■ Work task:
Which of the lines below holds the string "CanTiming"? Copy every line that does.

■ Study material:
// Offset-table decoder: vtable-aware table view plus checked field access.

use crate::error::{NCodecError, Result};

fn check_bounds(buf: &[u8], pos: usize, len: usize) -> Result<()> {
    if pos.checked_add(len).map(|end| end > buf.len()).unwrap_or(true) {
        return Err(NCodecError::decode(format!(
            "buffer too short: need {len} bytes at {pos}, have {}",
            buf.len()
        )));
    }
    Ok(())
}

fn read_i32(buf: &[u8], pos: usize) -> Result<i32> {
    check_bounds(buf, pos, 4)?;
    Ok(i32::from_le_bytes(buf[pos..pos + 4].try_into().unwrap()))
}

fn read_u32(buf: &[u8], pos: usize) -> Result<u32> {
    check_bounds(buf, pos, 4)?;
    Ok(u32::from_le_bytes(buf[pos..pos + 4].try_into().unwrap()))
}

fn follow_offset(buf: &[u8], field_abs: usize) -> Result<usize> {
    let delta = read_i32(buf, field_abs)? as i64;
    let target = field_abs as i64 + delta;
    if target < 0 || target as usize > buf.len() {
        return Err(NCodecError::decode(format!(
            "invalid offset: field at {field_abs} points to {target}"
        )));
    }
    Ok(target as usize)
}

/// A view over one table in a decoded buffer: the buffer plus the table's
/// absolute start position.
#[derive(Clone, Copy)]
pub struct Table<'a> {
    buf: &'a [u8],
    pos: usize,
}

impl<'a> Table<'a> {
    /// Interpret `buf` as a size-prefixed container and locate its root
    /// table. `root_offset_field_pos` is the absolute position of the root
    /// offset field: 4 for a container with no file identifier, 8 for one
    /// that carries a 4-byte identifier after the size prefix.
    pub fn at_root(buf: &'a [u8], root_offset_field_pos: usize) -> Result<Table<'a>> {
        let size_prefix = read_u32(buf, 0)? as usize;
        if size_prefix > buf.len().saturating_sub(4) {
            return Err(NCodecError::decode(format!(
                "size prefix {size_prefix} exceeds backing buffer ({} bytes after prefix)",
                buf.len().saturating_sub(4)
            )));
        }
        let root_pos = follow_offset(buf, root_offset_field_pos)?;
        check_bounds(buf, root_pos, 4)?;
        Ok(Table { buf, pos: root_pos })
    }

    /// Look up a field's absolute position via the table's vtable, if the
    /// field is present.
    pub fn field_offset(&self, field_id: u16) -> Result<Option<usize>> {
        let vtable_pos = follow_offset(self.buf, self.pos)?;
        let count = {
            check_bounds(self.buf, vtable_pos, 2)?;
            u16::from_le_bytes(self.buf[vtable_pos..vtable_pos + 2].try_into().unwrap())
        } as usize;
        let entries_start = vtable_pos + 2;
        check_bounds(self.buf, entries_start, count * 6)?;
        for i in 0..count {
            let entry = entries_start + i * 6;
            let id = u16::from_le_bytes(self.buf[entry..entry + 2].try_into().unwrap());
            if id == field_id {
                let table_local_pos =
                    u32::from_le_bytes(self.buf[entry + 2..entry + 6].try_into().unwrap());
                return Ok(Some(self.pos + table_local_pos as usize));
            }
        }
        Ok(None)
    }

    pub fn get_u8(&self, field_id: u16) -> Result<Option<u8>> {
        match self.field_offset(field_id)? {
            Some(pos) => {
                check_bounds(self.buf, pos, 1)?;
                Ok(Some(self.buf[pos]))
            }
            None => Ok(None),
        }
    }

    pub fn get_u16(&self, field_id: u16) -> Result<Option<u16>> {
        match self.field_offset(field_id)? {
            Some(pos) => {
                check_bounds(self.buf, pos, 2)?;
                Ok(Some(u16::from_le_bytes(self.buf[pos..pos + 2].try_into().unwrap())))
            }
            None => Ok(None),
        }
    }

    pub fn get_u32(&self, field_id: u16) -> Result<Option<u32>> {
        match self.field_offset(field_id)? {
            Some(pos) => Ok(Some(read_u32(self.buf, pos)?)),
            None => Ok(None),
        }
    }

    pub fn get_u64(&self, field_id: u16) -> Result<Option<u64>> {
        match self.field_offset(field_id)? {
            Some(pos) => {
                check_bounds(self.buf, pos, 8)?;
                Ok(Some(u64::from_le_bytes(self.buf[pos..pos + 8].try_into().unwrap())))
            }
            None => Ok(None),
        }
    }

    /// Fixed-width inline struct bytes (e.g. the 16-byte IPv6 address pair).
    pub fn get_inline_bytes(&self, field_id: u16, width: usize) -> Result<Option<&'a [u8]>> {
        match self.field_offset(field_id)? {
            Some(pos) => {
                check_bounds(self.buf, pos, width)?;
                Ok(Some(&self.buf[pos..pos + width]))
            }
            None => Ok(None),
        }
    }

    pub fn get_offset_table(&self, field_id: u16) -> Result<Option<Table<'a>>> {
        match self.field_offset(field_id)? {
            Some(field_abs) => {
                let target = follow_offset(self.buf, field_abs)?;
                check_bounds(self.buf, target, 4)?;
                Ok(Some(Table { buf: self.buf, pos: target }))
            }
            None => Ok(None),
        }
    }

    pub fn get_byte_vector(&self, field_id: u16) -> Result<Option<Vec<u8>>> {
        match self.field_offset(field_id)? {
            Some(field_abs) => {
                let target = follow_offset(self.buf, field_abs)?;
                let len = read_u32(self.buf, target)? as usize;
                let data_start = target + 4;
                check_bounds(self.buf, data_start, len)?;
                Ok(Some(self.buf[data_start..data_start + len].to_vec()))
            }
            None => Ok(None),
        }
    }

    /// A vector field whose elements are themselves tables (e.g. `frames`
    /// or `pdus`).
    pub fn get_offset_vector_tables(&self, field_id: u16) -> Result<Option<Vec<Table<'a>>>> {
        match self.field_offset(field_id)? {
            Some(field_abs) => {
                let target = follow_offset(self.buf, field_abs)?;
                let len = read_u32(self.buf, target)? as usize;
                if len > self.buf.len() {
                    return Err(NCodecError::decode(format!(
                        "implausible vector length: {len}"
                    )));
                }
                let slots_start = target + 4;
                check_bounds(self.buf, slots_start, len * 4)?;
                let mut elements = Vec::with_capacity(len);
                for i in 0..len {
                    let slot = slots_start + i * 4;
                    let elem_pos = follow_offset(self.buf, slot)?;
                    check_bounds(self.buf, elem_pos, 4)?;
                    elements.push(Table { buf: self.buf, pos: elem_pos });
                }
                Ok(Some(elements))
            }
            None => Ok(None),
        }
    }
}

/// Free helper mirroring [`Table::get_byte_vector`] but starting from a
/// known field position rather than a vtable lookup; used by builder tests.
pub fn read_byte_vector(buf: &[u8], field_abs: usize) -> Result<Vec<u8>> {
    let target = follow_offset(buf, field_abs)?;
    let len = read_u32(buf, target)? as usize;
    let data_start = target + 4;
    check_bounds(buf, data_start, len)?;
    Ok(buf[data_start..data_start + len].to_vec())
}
* * *
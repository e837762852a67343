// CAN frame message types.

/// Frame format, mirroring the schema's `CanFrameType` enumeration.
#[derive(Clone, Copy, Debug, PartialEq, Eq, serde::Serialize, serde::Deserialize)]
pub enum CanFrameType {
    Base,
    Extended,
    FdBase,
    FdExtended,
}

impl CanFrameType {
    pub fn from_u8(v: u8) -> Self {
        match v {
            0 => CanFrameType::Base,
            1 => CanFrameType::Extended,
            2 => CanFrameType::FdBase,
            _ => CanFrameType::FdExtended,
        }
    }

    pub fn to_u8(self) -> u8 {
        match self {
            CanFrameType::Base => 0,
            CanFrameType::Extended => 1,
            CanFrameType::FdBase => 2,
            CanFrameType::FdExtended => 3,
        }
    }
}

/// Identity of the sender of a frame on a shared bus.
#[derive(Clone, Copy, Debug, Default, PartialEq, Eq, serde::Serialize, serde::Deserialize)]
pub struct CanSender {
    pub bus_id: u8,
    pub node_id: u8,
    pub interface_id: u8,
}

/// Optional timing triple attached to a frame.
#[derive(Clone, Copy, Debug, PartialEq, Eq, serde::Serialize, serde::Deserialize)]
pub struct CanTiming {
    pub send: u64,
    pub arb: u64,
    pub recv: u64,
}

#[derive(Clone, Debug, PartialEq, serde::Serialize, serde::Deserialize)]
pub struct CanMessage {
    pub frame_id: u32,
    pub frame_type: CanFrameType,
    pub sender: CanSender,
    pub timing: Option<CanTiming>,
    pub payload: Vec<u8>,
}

■ Problem solution:
pub struct CanTiming {
    pub timing: Option<CanTiming>,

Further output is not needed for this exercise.